Oracle is committed to enhancing its performance and ensuring that it is the fair market share by moving aggressively towards the cloud. Oracles describes its overall cloud strategy as to make sure that they offer the customers full-stack cloud. The issue that most users face while working cloud-based technologies is that they need to use different components from various sources to actualize their requirement, which in turn leads to more expense, risk, and mistakes. That is where Oracles decides to make a difference.

Completeness as the baseline strategy

As mentioned in the headline, completeness is the primary strategy of Oracle by offering a range of choices to the customers.
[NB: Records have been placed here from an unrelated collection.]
impl<E: Enforcement> MonitoringController<E> {
    pub fn new(enforcement: E, store: SharedStore) -> Self {
        Self {
            enforcement,
            store,
            phases: HashMap::new(),
            pending_toggles: HashMap::new(),
            debounce_window: Duration::milliseconds(DEFAULT_DEBOUNCE_MS),
        }
    }

    /// Override the toggle debounce window.
    pub fn with_debounce_window(mut self, window: Duration) -> Self {
        self.debounce_window = window;
        self
    }

    pub fn phase(&self, schedule_id: Uuid) -> MonitorPhase {
        self.phases
            .get(&schedule_id)
            .copied()
            .unwrap_or(MonitorPhase::Inactive)
    }

    /// Informational enforcement status mirror, as persisted for display.
    pub fn monitoring_state(&self) -> Result<HashMap<String, bool>, StorageError> {
        self.store.get_or_default(keys::MONITORING_STATE)
    }

    /// Start enforcement for `schedule_id`.
    ///
    /// Any other Active schedule is deactivated first -- fully, in
    /// sequence -- so exactly one schedule is ever active. Unknown ids
    /// are a no-op.
    ///
    /// # Errors
    /// `ValidationError::IntervalTooShort` for sub-15-minute windows,
    /// `EnforcementError::StartFailed` when the platform refuses. In
    /// both cases the schedule is left inactive.
    pub fn activate(
        &mut self,
        schedule_id: Uuid,
        schedules: &mut ScheduleStore,
        ledger: &mut SessionLedger,
    ) -> Result<Vec<Event>, CoreError> {
        let mut events = Vec::new();
        let Some(schedule) = schedules.get(schedule_id).cloned() else {
            return Ok(events);
        };

        if let Some(other) = schedules
            .active_schedule()
            .map(|s| s.id)
            .filter(|&other| other != schedule_id)
        {
            events.extend(self.deactivate(other, schedules, ledger)?);
        }

        if self.phase(schedule_id) == MonitorPhase::Active {
            return Ok(events);
        }

        self.phases.insert(schedule_id, MonitorPhase::Starting);
        if let Err(e) = self.start_enforcement(&schedule) {
            self.phases.insert(schedule_id, MonitorPhase::Inactive);
            schedules.set_active(schedule_id, false)?;
            self.set_monitoring_state(schedule_id, false)?;
            return Err(e);
        }

        self.store
            .set(&keys::activity_start_time(schedule_id), &Utc::now())?;
        self.set_monitoring_state(schedule_id, true)?;
        schedules.set_active(schedule_id, true)?;
        self.phases.insert(schedule_id, MonitorPhase::Active);
        events.push(Event::MonitoringStarted {
            schedule_id,
            at: Utc::now(),
        });
        Ok(events)
    }

    fn start_enforcement(&mut self, schedule: &ScheduleConfig) -> Result<(), CoreError> {
        validate_window(schedule.start(), schedule.end())?;
        let selection: Option<Value> = self.store.get(keys::ACTIVITY_SELECTION)?;
        self.enforcement.start(schedule, selection.as_ref())?;
        Ok(())
    }

    /// Stop enforcement for `schedule_id` and record the elapsed
    /// session, if any.
    ///
    /// Idempotent: stopping a schedule with no start timestamp on
    /// record stops enforcement and persists the inactive flag but
    /// records nothing.
    pub fn deactivate(
        &mut self,
        schedule_id: Uuid,
        schedules: &mut ScheduleStore,
        ledger: &mut SessionLedger,
    ) -> Result<Vec<Event>, CoreError> {
        let mut events = Vec::new();
        if schedules.get(schedule_id).is_none() && self.phase(schedule_id) == MonitorPhase::Inactive
        {
            return Ok(events);
        }
        self.phases.insert(schedule_id, MonitorPhase::Stopping);
        self.enforcement.stop(schedule_id);
        self.set_monitoring_state(schedule_id, false)?;

        let start_key = keys::activity_start_time(schedule_id);
        let started_at: Option<DateTime<Utc>> = self.store.get(&start_key)?;
        let mut recorded_minutes = 0;
        if let Some(started_at) = started_at {
            let ended_at = Utc::now();
            self.store.remove(&start_key)?;
            let minutes = (ended_at - started_at).num_minutes().max(0) as u32;
            if minutes > 0 {
                ledger.record(&PendingSession {
                    session_key: session_key(schedule_id, started_at),
                    ended_at,
                    duration_minutes: minutes,
                    provenance: Provenance::Foreground,
                })?;
                recorded_minutes = minutes;
                events.push(Event::SessionRecorded {
                    duration_minutes: minutes,
                    provenance: Provenance::Foreground,
                    at: ended_at,
                });
            }
        }

        schedules.set_active(schedule_id, false)?;
        self.phases.insert(schedule_id, MonitorPhase::Inactive);
        events.push(Event::MonitoringStopped {
            schedule_id,
            recorded_minutes,
            at: Utc::now(),
        });
        Ok(events)
    }

    /// Queue a toggle request. Rapid requests for the same schedule
    /// collapse to the last desired state; nothing executes until
    /// [`flush_debounced`](Self::flush_debounced) runs after the
    /// debounce window.
    pub fn request_toggle(&mut self, schedule_id: Uuid, desired: bool) {
        self.pending_toggles.insert(
            schedule_id,
            PendingToggle {
                desired,
                settle_at: Utc::now() + self.debounce_window,
            },
        );
    }

    /// Execute settled toggle requests. A request whose desired state
    /// already matches the schedule's current state is discarded
    /// without touching enforcement. Failures are handled locally
    /// (state reverted, logged) since there is no interactive caller
    /// on this path.
    pub fn flush_debounced(
        &mut self,
        schedules: &mut ScheduleStore,
        ledger: &mut SessionLedger,
    ) -> Vec<Event> {
        let now = Utc::now();
        let ready: Vec<(Uuid, bool)> = self
            .pending_toggles
            .iter()
            .filter(|(_, toggle)| toggle.settle_at <= now)
            .map(|(&id, toggle)| (id, toggle.desired))
            .collect();

        let mut events = Vec::new();
        for (schedule_id, desired) in ready {
            self.pending_toggles.remove(&schedule_id);
            // Phases only cover transitions this controller performed;
            // the persisted flag is authoritative for ones done by an
            // earlier process.
            let currently_active = self.phase(schedule_id) == MonitorPhase::Active
                || schedules.get(schedule_id).is_some_and(|s| s.is_active);
            if desired == currently_active {
                continue;
            }
            let result = if desired {
                self.activate(schedule_id, schedules, ledger)
            } else {
                self.deactivate(schedule_id, schedules, ledger)
            };
            match result {
                Ok(transition_events) => events.extend(transition_events),
                Err(e) => {
                    tracing::warn!(%schedule_id, error = %e, "debounced toggle failed");
                }
            }
        }
        events
    }

    /// Number of queued toggle requests not yet settled.
    pub fn pending_toggle_count(&self) -> usize {
        self.pending_toggles.len()
    }

    /// Re-activate every schedule persisted as active, typically after
    /// a process restart.
    ///
    /// A stale start timestamp left by a crashed session is closed out
    /// first so its elapsed time is recorded. A schedule that fails to
    /// re-activate is persisted inactive -- it must never stay marked
    /// active with no real enforcement underneath.
    pub fn restore_active_schedules(
        &mut self,
        schedules: &mut ScheduleStore,
        ledger: &mut SessionLedger,
    ) -> Vec<Event> {
        let active_ids: Vec<Uuid> = schedules
            .list()
            .iter()
            .filter(|s| s.is_active)
            .map(|s| s.id)
            .collect();

        let mut events = Vec::new();
        for schedule_id in active_ids {
            let stale_start: Result<Option<DateTime<Utc>>, _> =
                self.store.get(&keys::activity_start_time(schedule_id));
            if let Ok(Some(_)) = stale_start {
                match self.deactivate(schedule_id, schedules, ledger) {
                    Ok(stop_events) => events.extend(stop_events),
                    Err(e) => {
                        tracing::warn!(%schedule_id, error = %e, "failed to close stale session during recovery");
                    }
                }
            }

            match self.activate(schedule_id, schedules, ledger) {
                Ok(start_events) => {
                    events.extend(start_events);
                    events.push(Event::MonitoringRestored {
                        schedule_id,
                        at: Utc::now(),
                    });
                }
                Err(e) => {
                    tracing::warn!(%schedule_id, error = %e, "failed to restore schedule, reverting to inactive");
                    if let Err(persist_err) = schedules.set_active(schedule_id, false) {
                        tracing::error!(%schedule_id, error = %persist_err, "failed to persist reverted schedule");
                    }
                    events.push(Event::MonitoringRestoreFailed {
                        schedule_id,
                        reason: e.to_string(),
                        at: Utc::now(),
                    });
                }
            }
        }
        events
    }

    /// Stop enforcement for every schedule, recording sessions for any
    /// that were active.
    pub fn stop_all(
        &mut self,
        schedules: &mut ScheduleStore,
        ledger: &mut SessionLedger,
    ) -> Result<Vec<Event>, CoreError> {
        let active_ids: Vec<Uuid> = self
            .phases
            .iter()
            .filter(|(_, &phase)| phase == MonitorPhase::Active)
            .map(|(&id, _)| id)
            .chain(
                schedules
                    .list()
                    .iter()
                    .filter(|s| s.is_active)
                    .map(|s| s.id),
            )
            .collect();

        let mut events = Vec::new();
        for schedule_id in active_ids {
            if self.phase(schedule_id) == MonitorPhase::Inactive
                && !schedules.get(schedule_id).is_some_and(|s| s.is_active)
            {
                continue;
            }
            events.extend(self.deactivate(schedule_id, schedules, ledger)?);
        }
        self.enforcement.stop_all();
        Ok(events)
    }

    /// Delete a schedule, stopping its enforcement first if active.
    pub fn delete_schedule(
        &mut self,
        schedule_id: Uuid,
        schedules: &mut ScheduleStore,
        ledger: &mut SessionLedger,
    ) -> Result<Vec<Event>, CoreError> {
        let mut events = Vec::new();
        if schedules.get(schedule_id).is_none() {
            return Ok(events);
        }
        let is_running = self.phase(schedule_id) == MonitorPhase::Active
            || schedules.get(schedule_id).is_some_and(|s| s.is_active);
        if is_running {
            events.extend(self.deactivate(schedule_id, schedules, ledger)?);
        }
        schedules.delete(schedule_id)?;
        self.phases.remove(&schedule_id);
        self.pending_toggles.remove(&schedule_id);
        events.push(Event::ScheduleDeleted {
            schedule_id,
            at: Utc::now(),
        });
        Ok(events)
    }

    fn set_monitoring_state(&self, schedule_id: Uuid, active: bool) -> Result<(), StorageError> {
        self.store.update(|map| {
            let entry = map
                .entry(keys::MONITORING_STATE.to_string())
                .or_insert_with(|| Value::Object(Default::default()));
            match entry {
                Value::Object(states) => {
                    states.insert(schedule_id.to_string(), Value::from(active));
                }
                other => {
                    let mut states = serde_json::Map::new();
                    states.insert(schedule_id.to_string(), Value::from(active));
                    *other = Value::Object(states);
                }
            }
        })
    }
}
The company is adamant about paying full attention to offering the existing customers more ease and flexibility by ensuring technological assistance to each subsequent generation to be more efficient and effective in the use of information technology to manage things.
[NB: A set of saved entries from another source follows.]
use clap::Subcommand;

use super::{CliError, Context};

#[derive(Subcommand)]
pub enum DataAction {
    /// Drain pending session outboxes into the confirmed ledger
    Refresh,
    /// Run refresh on the configured interval until interrupted
    Watch,
    /// Remove all schedules, sessions, and totals
    Clear {
        /// Skip the confirmation prompt
        #[arg(long)]
        force: bool,
    },
}

pub fn run(action: DataAction) -> Result<(), CliError> {
    let mut ctx = Context::open()?;
    match action {
        DataAction::Refresh => {
            let outcome = ctx.ledger.refresh()?;
            println!(
                "merged {} session(s), discarded {} duplicate(s)",
                outcome.merged, outcome.discarded
            );
        }
        DataAction::Watch => {
            let interval = std::time::Duration::from_secs(ctx.config.refresh_interval_secs);
            println!(
                "refreshing every {}s, ctrl-c to stop",
                ctx.config.refresh_interval_secs
            );
            loop {
                match ctx.ledger.refresh() {
                    Ok(outcome) if outcome.merged > 0 || outcome.discarded > 0 => {
                        println!(
                            "merged {} session(s), discarded {} duplicate(s)",
                            outcome.merged, outcome.discarded
                        );
                    }
                    Ok(_) => {}
                    // Leave the outboxes staged and retry next tick.
                    Err(e) => tracing::warn!(error = %e, "refresh failed, will retry"),
                }
                std::thread::sleep(interval);
            }
        }
        DataAction::Clear { force } => {
            if !force {
                return Err("refusing to clear without --force".into());
            }
            let summary = ctx.ledger.clear_all()?;
            println!(
                "cleared {} key(s): {} confirmed and {} pending session(s) removed",
                summary.keys_removed,
                summary.confirmed_sessions_removed,
                summary.pending_sessions_removed
            );
        }
    }
    Ok(())
}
Minimal effort, minimal expense, and minimal time from the mainframe to each client server is the motto of the company. The users need not have to rewrite everything, but instead, they can take the existing Oracle application and easily move it over the to client service internet onto the cloud.

India as a target market

There are two ways in which Oracle identifies India as a stupendous target market for them:

  1. The very first customer for Oracle Cloud Machine was from India. Oracle is doing fairly in India for a while, and there is also a vibrancy of startup businesses in the country.
  2. Mobile technology is steadily growing, which creates a significant market opportunity for Oracle. Oracle plans to invest in India in terms of RemoteDBA and cloud software.

It is interesting to hear what Andrew Sutherland, who is the Senior VP of Technology & Systems, EMEA & APAC, Oracle, have to say about the company’s Indian strategy.

Mr. Sutherland comments that “we do see a substantial amount of large enterprises in demand of our services, and it is quite similar to how we do business anywhere else in the globe, but the unique things which we see in India are the demand for such services from the startups in India.” Explaining enthusiastically about the startup vibrancy in this region, he also quoted an instance to prove it as below.

“I had been to a CIO event lately in India, and more than about three-quarters of the delegates were from younger companies. I was roaming around the place to communicate with many of them to find out about their interest and knowledge in the cloud, and their plans for the digital business.” “There were many interesting answers like the one which I can instantly recall.”

“One of the young leaders was from a light bulb manufacturing firm. My assumption was that he is going to ask about the typical customer experience or enhancing supply chain management, but what he said was a grand thing.” “He said we are planning to offer lighting-as-a-service. Each bulk we install will have an individual IP, and we may provide lighting-as-a-service to hotels or football stadiums to manage the full lighting in their premises. We may monitor each bulb, dim and brighten the light according to the need of the situation and available electricity at the time, and based on the human movements in the room. If a bulb fuses, we will instantly get it replaced. All these at a personalized cost to us as the provider.”

More plans from Oracle about their custom-cut services to the Indian market are yet to be unveiled, but it is for sure that the company has a fair understanding of the demands and diversity of the Indian industry here and is all set to deliver the best.